Marius Chapuis (journaliste, Libération)
Commentaire du traducteur :
Le Club des divorcés de Kamimura Kazuo est une peinture aiguisée de la société japonaise et de de la situation des femmes lorsqu’elles sortent du cadre du mariage. C’est un manifeste féministe engagé qui décrit minutieusement l’une des clés de la culture japonaise: le bar, le « club », où se nouent des liens complexes entre la tenancière et ses clients. C’était donc une expérience incroyablement enrichissante, tout autant qu’un véritable challenge, que de naviguer dans ces niveaux de langue, entre distance marquée et familiarité, messages dissimulés et déclarations éméchées.
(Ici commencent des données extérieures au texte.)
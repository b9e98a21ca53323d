//! Lexical and phrasal categories.

use std::fmt;

/// Part of speech of a single word.
#[derive(Copy, Clone, Debug, Eq, PartialEq, Hash, PartialOrd, Ord)]
#[cfg_attr(feature = "serde", derive(serde::Serialize, serde::Deserialize))]
pub enum LexicalCategory {
    /// Common or proper noun (狗, 王美丽).
    Noun,
    /// Verb (打, 喜欢).
    Verb,
    /// Adjective (漂亮, 快).
    Adjective,
    /// Adverb (重重, 特别).
    Adverb,
    /// Personal, reflexive, or interrogative pronoun.
    Pronoun,
    /// Demonstrative (这, 那).
    Demonstrative,
    /// Numeral (一, 两).
    Numeral,
    /// Measure word (个, 条, 些).
    Classifier,
    /// Preposition, including the voice markers 被 and 把.
    Preposition,
    /// Coordinating conjunction (和, 或者).
    Conjunction,
    /// Subordinating complementiser.
    Complementiser,
    /// Modal verb (应该, 能).
    Modal,
    /// Auxiliary verb.
    Auxiliary,
    /// Sentence or aspect particle (了, 吗).
    Particle,
    /// Punctuation or other symbol.
    Symbol,
    /// Unspecified category.
    Any,
}

/// Category of a phrase.
#[derive(Copy, Clone, Debug, Eq, PartialEq, Hash, PartialOrd, Ord)]
#[cfg_attr(feature = "serde", derive(serde::Serialize, serde::Deserialize))]
pub enum PhraseCategory {
    /// Full clause with subjects and a verb phrase.
    Clause,
    /// Noun phrase.
    NounPhrase,
    /// Verb phrase.
    VerbPhrase,
    /// Adjective phrase.
    AdjectivePhrase,
    /// Adverb phrase.
    AdverbPhrase,
    /// Prepositional phrase.
    PrepositionalPhrase,
    /// Pre-built text wrapped as a phrase.
    CannedText,
}

/// Category of any tree node.
#[derive(Copy, Clone, Debug, Eq, PartialEq, Hash, PartialOrd, Ord)]
#[cfg_attr(feature = "serde", derive(serde::Serialize, serde::Deserialize))]
pub enum Category {
    /// A word of the given part of speech.
    Lexical(LexicalCategory),
    /// A phrase of the given category.
    Phrase(PhraseCategory),
    /// A coordination of sibling constituents.
    Coordination,
    /// Opaque literal text.
    Literal,
    /// Realised output list.
    Realized,
}

impl Category {
    /// Returns true if this is the given lexical category.
    #[must_use]
    pub fn is_lexical(self, category: LexicalCategory) -> bool {
        self == Self::Lexical(category)
    }

    /// Returns true if this is the given phrase category.
    #[must_use]
    pub fn is_phrase(self, category: PhraseCategory) -> bool {
        self == Self::Phrase(category)
    }

    /// Returns true for verbs, verb phrases, and clauses.
    #[must_use]
    pub fn is_verbal(self) -> bool {
        matches!(
            self,
            Self::Lexical(LexicalCategory::Verb)
                | Self::Phrase(PhraseCategory::VerbPhrase | PhraseCategory::Clause)
        )
    }

    /// Returns true for adjectives and adjective phrases.
    #[must_use]
    pub fn is_adjectival(self) -> bool {
        matches!(
            self,
            Self::Lexical(LexicalCategory::Adjective) | Self::Phrase(PhraseCategory::AdjectivePhrase)
        )
    }

    /// Returns true for adverbs and adverb phrases.
    #[must_use]
    pub fn is_adverbial(self) -> bool {
        matches!(
            self,
            Self::Lexical(LexicalCategory::Adverb) | Self::Phrase(PhraseCategory::AdverbPhrase)
        )
    }

    /// Returns true for nouns and noun phrases.
    #[must_use]
    pub fn is_nominal(self) -> bool {
        matches!(
            self,
            Self::Lexical(LexicalCategory::Noun) | Self::Phrase(PhraseCategory::NounPhrase)
        )
    }

    /// Returns true for prepositions and prepositional phrases.
    #[must_use]
    pub fn is_prepositional(self) -> bool {
        matches!(
            self,
            Self::Lexical(LexicalCategory::Preposition)
                | Self::Phrase(PhraseCategory::PrepositionalPhrase)
        )
    }
}

impl fmt::Display for LexicalCategory {
    fn fmt(&self, f: &mut fmt::Formatter<'_>) -> fmt::Result {
        let name = match self {
            Self::Noun => "noun",
            Self::Verb => "verb",
            Self::Adjective => "adjective",
            Self::Adverb => "adverb",
            Self::Pronoun => "pronoun",
            Self::Demonstrative => "demonstrative",
            Self::Numeral => "numeral",
            Self::Classifier => "classifier",
            Self::Preposition => "preposition",
            Self::Conjunction => "conjunction",
            Self::Complementiser => "complementiser",
            Self::Modal => "modal",
            Self::Auxiliary => "auxiliary",
            Self::Particle => "particle",
            Self::Symbol => "symbol",
            Self::Any => "any",
        };
        write!(f, "{name}")
    }
}

impl fmt::Display for PhraseCategory {
    fn fmt(&self, f: &mut fmt::Formatter<'_>) -> fmt::Result {
        let name = match self {
            Self::Clause => "clause",
            Self::NounPhrase => "noun phrase",
            Self::VerbPhrase => "verb phrase",
            Self::AdjectivePhrase => "adjective phrase",
            Self::AdverbPhrase => "adverb phrase",
            Self::PrepositionalPhrase => "prepositional phrase",
            Self::CannedText => "canned text",
        };
        write!(f, "{name}")
    }
}

impl fmt::Display for Category {
    fn fmt(&self, f: &mut fmt::Formatter<'_>) -> fmt::Result {
        match self {
            Self::Lexical(c) => write!(f, "{c}"),
            Self::Phrase(c) => write!(f, "{c}"),
            Self::Coordination => write!(f, "coordination"),
            Self::Literal => write!(f, "literal"),
            Self::Realized => write!(f, "realized list"),
        }
    }
}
Travailler cette langue, qui se délie sous l’effet de l’alcool, c’est aussi traverser les arcanes de la société japonaise, et tenter d’en décrypter les règles qui régissent les rapports entre hommes et femmes.
Samson Sylvain
Takane & Hana
Titre : Takane & Hana
Titre japonais: 高嶺と花
Auteur : Yuki Shiwasu
Traducteur : Sayaka Okada & Manon Debienne
Editeur : Kaze
Genre : Shojo
Nombre de volumes : 8
Résumé :
Hana, lycéenne de 16 ans, est contrainte de prendre la place de sa sœur lors d’une rencontre arrangée ! Présentée à l’héritier du grand groupe Takaba, le très séduisant Takane Saibara, la jeune fille déchante vite face à son arrogance. N’y tenant plus, elle lui jette ses quatre vérités à la figure, croyant se débarrasser ainsi de lui. Pourtant, dès le lendemain, Takane lui propose un nouveau rendez-vous, à croire qu’il en redemande ! Elle a un sacré caractère… et il aime ça !
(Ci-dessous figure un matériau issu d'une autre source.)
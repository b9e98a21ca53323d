//! Integration tests for Layer 2: Morphology
//!
//! Tests word inflection against the standard lexicon, the pronoun table,
//! and determiner forms.

mod pronouns;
Commentaire du Premier Jury :
Un shojo pétillant, drôle et dynamique ! L’histoire est très intéressante grâce à la personnalité de Hana et Takane même s’il y a 10 ans de différence entre eux. Hana est un garçon manqué qui n’a pas sa langue dans sa poche et qui n’hésite pas à dire ses quatre vérités à Takane. Elle est très spontanée tandis que Takane est riche, autoritaire, arrogant et nul en relations humaines en dehors de son travail. Leur rencontre va bouleverser leur vie et le lecteur va beaucoup en rire. Chaque réplique fait mouche et met bien en valeur les caractères et les situations sociales complètement opposés des personnages.
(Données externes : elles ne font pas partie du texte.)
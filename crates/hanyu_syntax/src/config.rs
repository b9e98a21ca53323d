//! Configuration for the realisers.

use hanyu_morphology::MorphologyConfig;

/// Closed-class words the realisers insert.
///
/// The defaults produce standard Mandarin.
#[derive(Clone, Debug, Eq, PartialEq)]
#[cfg_attr(feature = "serde", derive(serde::Serialize, serde::Deserialize))]
pub struct RealiserConfig {
    /// Linking particle after associative noun modifiers (的).
    pub attributive_particle: String,
    /// Linking particle after associative verb premodifiers (地).
    pub adverbial_particle: String,
    /// Linking particle before pre-associative verb postmodifiers (得).
    pub complement_particle: String,
    /// Default negation word (不).
    pub negation_word: String,
    /// Passive-marking preposition (被).
    pub passive_marker: String,
    /// Ba-construction preposition (把).
    pub ba_marker: String,
    /// Sentence-final yes/no question particle (吗).
    pub yes_no_particle: String,
    /// Completive particle for "how" predicate questions (了).
    pub completive_particle: String,
    /// Auxiliary fronted for perfect aspect and past modals (已经).
    pub perfect_auxiliary: String,
    /// Modal used for future tense without an explicit modal (将).
    pub future_modal: Option<String>,
    /// Modal used for infinitives, if the language has one.
    pub infinitive_marker: Option<String>,
    /// Conjunction that makes a coordinated subject plural (和).
    pub plural_conjunction: String,
    /// Word-level inflection settings.
    pub morphology: MorphologyConfig,
}

impl Default for RealiserConfig {
    fn default() -> Self {
        Self {
            attributive_particle: "的".to_string(),
            adverbial_particle: "地".to_string(),
            complement_particle: "得".to_string(),
            negation_word: "不".to_string(),
            passive_marker: "被".to_string(),
            ba_marker: "把".to_string(),
            yes_no_particle: "吗".to_string(),
            completive_particle: "了".to_string(),
            perfect_auxiliary: "已经".to_string(),
            future_modal: Some("将".to_string()),
            infinitive_marker: None,
            plural_conjunction: "和".to_string(),
            morphology: MorphologyConfig::default(),
        }
    }
}

impl RealiserConfig {
    /// Creates the default configuration.
    #[must_use]
    pub fn new() -> Self {
        Self::default()
    }

    /// Builder method to set the default negation word.
    #[must_use]
    pub fn with_negation_word(mut self, word: impl Into<String>) -> Self {
        self.negation_word = word.into();
        self
    }

    /// Builder method to set the perfect auxiliary.
    #[must_use]
    pub fn with_perfect_auxiliary(mut self, word: impl Into<String>) -> Self {
        self.perfect_auxiliary = word.into();
        self
    }

    /// Builder method to set or disable the future modal.
    #[must_use]
    pub fn with_future_modal(mut self, modal: Option<String>) -> Self {
        self.future_modal = modal;
        self
    }

    /// Builder method to set the infinitive marker.
    #[must_use]
    pub fn with_infinitive_marker(mut self, marker: Option<String>) -> Self {
        self.infinitive_marker = marker;
        self
    }

    /// Builder method to set the yes/no particle.
    #[must_use]
    pub fn with_yes_no_particle(mut self, particle: impl Into<String>) -> Self {
        self.yes_no_particle = particle.into();
        self
    }

    /// Builder method to set the morphology settings.
    #[must_use]
    pub fn with_morphology(mut self, morphology: MorphologyConfig) -> Self {
        self.morphology = morphology;
        self
    }
}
Sylvie ( blogueuse « Fleurs de Sakura Manga »)
Commentaire des traductrices :
Takane et Hana sont deux personnages à fort caractère, et chacun de leurs échanges est un véritable match de boxe où volent des répliques aussi drôles que cinglantes. Mais derrière ces « piques » se profilent des sentiments naissants, que l’un comme l’autre ne veut avouer. C’est là que repose toute la difficulté de la traduction : comprendre les sens cachés, et les traduire sans trop les dévoiler. C’est dans ce genre d’exercice que nous comptons le plus l’une sur l’autre afin de préserver la psychologie des échanges entre les deux personnages et de les retranscrire au mieux.